1875 hatte das Dorf 171 Einwohner, 76 Gebäude und 32 Wohnhäuser. In der Gemeinde, aus Hattersdorf und Aumühle bestehend, lebten 176 Personen, von denen 158 zum Kirchsprengel der römisch-katholischen Pfarrkirche in Seßlach gehörten und 18 zu dem der evangelisch-lutherischen Pfarrkirche in Heiligersdorf.[6] 1925 hatte das Dorf 151 Einwohner und 30 Wohnhäuser. In der Gemeinde wohnten 156 Personen, von denen 134 römisch-katholisch und 22 evangelisch-lutherisch waren.[7] Im Jahr 1987 hatte das Dorf 130 Einwohner und 32 Wohnhäuser mit 40 Wohnungen.[8]

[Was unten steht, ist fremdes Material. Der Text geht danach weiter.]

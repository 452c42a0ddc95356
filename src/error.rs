// src/error.rs

use axum::http::StatusCode;
use axum::response::{IntoResponse, Response};
use axum::Json;
use std::fmt::Display;

#[derive(Debug)]
pub struct AppError {
    pub status: StatusCode,
    pub message: String,
}

impl AppError {
    pub fn new(status: StatusCode, message: impl Into<String>) -> Self {
        Self { status, message: message.into() }
    }

    pub fn unauthorized(message: impl Into<String>) -> Self {
        Self::new(StatusCode::UNAUTHORIZED, message)
    }

    pub fn forbidden(message: impl Into<String>) -> Self {
        Self::new(StatusCode::FORBIDDEN, message)
    }

    pub fn internal(message: impl Into<String>) -> Self {
        Self::new(StatusCode::INTERNAL_SERVER_ERROR, message)
    }
}

impl IntoResponse for AppError {
    fn into_response(self) -> Response {
        (self.status, Json(serde_json::json!({ "error": self.message }))).into_response()
    }
}

impl From<sqlx::Error> for AppError {
    fn from(err: sqlx::Error) -> Self {
        map_db_error(err)
    }
}

pub type AppResult<T> = Result<T, AppError>;

pub const INTERNAL_MESSAGE: &str = "Erro interno do servidor";

pub fn internal_error<E: Display>(e: E) -> AppError {
    tracing::error!(error = %e, "internal error");
    AppError::internal(INTERNAL_MESSAGE)
}

pub fn map_db_error(err: sqlx::Error) -> AppError {
    let status = match &err {
        sqlx::Error::RowNotFound => StatusCode::NOT_FOUND,
        sqlx::Error::Database(db) => match db.code().as_deref() {
            Some("23505") => StatusCode::CONFLICT,    // unique_violation
            Some("23503") => StatusCode::BAD_REQUEST, // foreign_key_violation
            Some("23502") => StatusCode::BAD_REQUEST, // not_null_violation
            Some("22P02") => StatusCode::BAD_REQUEST, // invalid_text_representation
            _ => StatusCode::INTERNAL_SERVER_ERROR,
        },
        _ => StatusCode::INTERNAL_SERVER_ERROR,
    };

    tracing::error!(error = %err, status = %status, "database error");

    let message = match status {
        StatusCode::NOT_FOUND => "Registro não encontrado".to_string(),
        StatusCode::CONFLICT => "Registro já existe".to_string(),
        StatusCode::BAD_REQUEST => "Requisição inválida".to_string(),
        _ => "Erro ao acessar o banco de dados".to_string(),
    };

    AppError::new(status, message)
}

/// Like [`map_db_error`], but with a caller-specific message for unique
/// violations.
pub fn map_db_conflict(err: sqlx::Error, message: &str) -> AppError {
    if let sqlx::Error::Database(db) = &err {
        if db.code().as_deref() == Some("23505") {
            tracing::warn!(error = %err, "database conflict");
            return AppError::new(StatusCode::CONFLICT, message);
        }
    }
    map_db_error(err)
}

#[cfg(test)]
mod tests {
    use super::*;

    #[test]
    fn missing_row_is_not_found() {
        let err = map_db_error(sqlx::Error::RowNotFound);
        assert_eq!(err.status, StatusCode::NOT_FOUND);
    }

    #[test]
    fn pool_errors_are_internal() {
        let err = map_db_error(sqlx::Error::PoolTimedOut);
        assert_eq!(err.status, StatusCode::INTERNAL_SERVER_ERROR);
        let err = map_db_conflict(sqlx::Error::PoolTimedOut, "dup");
        assert_eq!(err.status, StatusCode::INTERNAL_SERVER_ERROR);
    }

    #[test]
    fn driver_detail_stays_out_of_the_message() {
        let err = map_db_error(sqlx::Error::Protocol("password authentication failed for user crm".into()));
        assert_eq!(err.status, StatusCode::INTERNAL_SERVER_ERROR);
        assert_eq!(err.message, "Erro ao acessar o banco de dados");

        let err = internal_error("connection refused (os error 111) at 10.0.0.4:5432");
        assert_eq!(err.message, INTERNAL_MESSAGE);
    }

    #[tokio::test]
    async fn renders_json_error_body() {
        let resp = AppError::forbidden("sem acesso").into_response();
        assert_eq!(resp.status(), StatusCode::FORBIDDEN);
        let bytes = axum::body::to_bytes(resp.into_body(), usize::MAX).await.unwrap();
        let body: serde_json::Value = serde_json::from_slice(&bytes).unwrap();
        assert_eq!(body["error"], "sem acesso");
    }
}
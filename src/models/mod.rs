// src/models/mod.rs

use chrono::{DateTime, NaiveDate, Utc};
use serde::{Deserialize, Serialize};
use sqlx::FromRow;
use uuid::Uuid;

// ───────────────────────────────────────
// Clientes & contatos
// ───────────────────────────────────────
#[derive(Debug, Serialize, Deserialize, FromRow)]
pub struct Cliente {
    pub id: Uuid,
    pub nome_cadastro: String,
    pub tipo_cliente: Option<String>, // "PF" | "PJ"
    pub documento: Option<String>,    // digits only
    pub razao_social: Option<String>,
    pub nome_fantasia: Option<String>,
    pub apelido_relacionamento: Option<String>,
    pub telefone_principal: Option<String>,
    pub email_principal: Option<String>,
    pub logradouro: Option<String>,
    pub numero: Option<String>,
    pub complemento: Option<String>,
    pub bairro: Option<String>,
    pub municipio: Option<String>,
    pub uf: Option<String>,
    pub cep: Option<String>,
    pub observacoes: Option<String>,
    pub tags: Option<Vec<String>>, // text[]
    pub favorito: Option<bool>,
    pub created_at: DateTime<Utc>,
    pub updated_at: DateTime<Utc>,
}

#[derive(Debug, Serialize, Deserialize, FromRow)]
pub struct Contato {
    pub id: Uuid,
    pub nome_completo: String,
    pub apelido_relacionamento: Option<String>,
    pub cargo: Option<String>,
    pub celular: Option<String>,
    pub email: Option<String>,
    pub observacoes: Option<String>,
    pub data_aniversario: Option<NaiveDate>,
    pub pessoa_site: Option<String>,
    pub pessoa_redes: Option<String>,
    pub canal_relatorio: Option<Vec<String>>, // email | whatsapp | grupo_whatsapp
    pub autorizacao_mensagem: Option<bool>,
    pub created_at: DateTime<Utc>,
    pub updated_at: DateTime<Utc>,
}

// ───────────────────────────────────────
// Vínculos cliente ↔ contato
// ───────────────────────────────────────
#[derive(Debug, Serialize, Deserialize, FromRow)]
pub struct Vinculo {
    pub id: Uuid,
    pub cliente_id: Uuid,
    pub contato_id: Uuid,
    pub contato_principal: bool,
    pub cargo_no_cliente: Option<String>,
    pub observacoes_relacionamento: Option<String>,
    pub created_at: DateTime<Utc>,
}

/// Link as seen from a client page: the linked contact's details inline.
#[derive(Debug, Serialize, FromRow)]
pub struct VinculoComContato {
    pub id: Uuid,
    pub cliente_id: Uuid,
    pub contato_id: Uuid,
    pub contato_principal: bool,
    pub cargo_no_cliente: Option<String>,
    pub observacoes_relacionamento: Option<String>,
    pub created_at: DateTime<Utc>,
    pub contato_nome_completo: String,
    pub contato_cargo: Option<String>,
    pub contato_celular: Option<String>,
    pub contato_email: Option<String>,
}

/// Link as seen from a contact page.
#[derive(Debug, Serialize, FromRow)]
pub struct VinculoComCliente {
    pub id: Uuid,
    pub cliente_id: Uuid,
    pub contato_id: Uuid,
    pub contato_principal: bool,
    pub cargo_no_cliente: Option<String>,
    pub created_at: DateTime<Utc>,
    pub cliente_razao_social: Option<String>,
    pub cliente_tipo_cliente: Option<String>,
}

// ───────────────────────────────────────
// Dados técnicos da usina
// ───────────────────────────────────────
#[derive(Debug, Serialize, Deserialize, FromRow)]
pub struct ClienteTecnica {
    pub id: Uuid,
    pub cliente_id: Uuid,
    pub documento: Option<String>,
    pub nome_planta: Option<String>,
    pub modalidade: Option<String>,
    pub classificacao: Option<String>,
    pub tipo_local: Option<String>,
    pub possui_internet: Option<bool>,
    pub data_install: Option<NaiveDate>,
    pub venc_garantia: Option<NaiveDate>,
    pub garantia_extendida: Option<String>,
    pub potencia_usina_kwp: Option<f64>,
    pub quant_inverter: Option<i32>,
    pub marca_inverter: Option<String>,
    pub mod_inverter: Option<String>,
    pub serie_inverter: Option<String>,
    pub quant_modulos: Option<i32>,
    pub marca_modulos: Option<String>,
    pub mod_modulos: Option<String>,
}

/// Every client, with its technical row merged in when one exists.
#[derive(Debug, Serialize, FromRow)]
pub struct ClienteComTecnica {
    pub cliente_id: Uuid,
    pub razao_social: Option<String>,
    pub documento: Option<String>,
    pub telefone_principal: Option<String>,
    pub email_principal: Option<String>,
    pub updated_at: DateTime<Utc>,
    pub tecnica_id: Option<Uuid>,
    pub nome_planta: Option<String>,
    pub modalidade: Option<String>,
    pub classificacao: Option<String>,
    pub tipo_local: Option<String>,
    pub possui_internet: bool,
    pub data_install: Option<NaiveDate>,
    pub venc_garantia: Option<NaiveDate>,
    pub garantia_extendida: Option<String>,
    pub potencia_usina_kwp: Option<f64>,
    pub quant_inverter: Option<i32>,
    pub marca_inverter: Option<String>,
    pub mod_inverter: Option<String>,
    pub serie_inverter: Option<String>,
    pub quant_modulos: Option<i32>,
    pub marca_modulos: Option<String>,
    pub mod_modulos: Option<String>,
}

// ───────────────────────────────────────
// Envio de relatórios
// ───────────────────────────────────────

/// `relatorio_envios` row joined with the client name and contact phone/role.
#[derive(Debug, Clone, Serialize, Deserialize, FromRow)]
pub struct RelatorioEnvioRow {
    pub id: i64,
    pub nome_falado_dono: Option<String>,
    pub status_envio: Option<String>,
    pub viewed: Option<bool>,
    pub enviado_em: Option<DateTime<Utc>>,
    pub created_at: DateTime<Utc>,
    pub cliente_id: Option<Uuid>,
    pub contato_id: Option<Uuid>,
    pub cliente_nome: Option<String>,
    pub contato_celular: Option<String>,
    pub contato_cargo: Option<String>,
}

// ───────────────────────────────────────
// DTOs helpful for endpoints
// ───────────────────────────────────────
#[derive(Debug, Serialize, Deserialize)]
pub struct Deleted {
    pub deleted: bool,
}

Am 1. Juli 1972 wurde der Landkreis Staffelstein aufgelöst. Seitdem gehört Hattersdorf zum Landkreis Coburg. Im Zuge der bayerischen Gebietsreform verlor Hattersdorf am 1. Januar 1978 seine Selbstständigkeit als Gemeinde und wurde wie sein Ortsteil Aumühle ein Gemeindeteil der Stadt Seßlach. Die etwa 1419–1420 erstmals genannte Aumühle wurde Ende des 20. Jahrhunderts abgerissen.[9]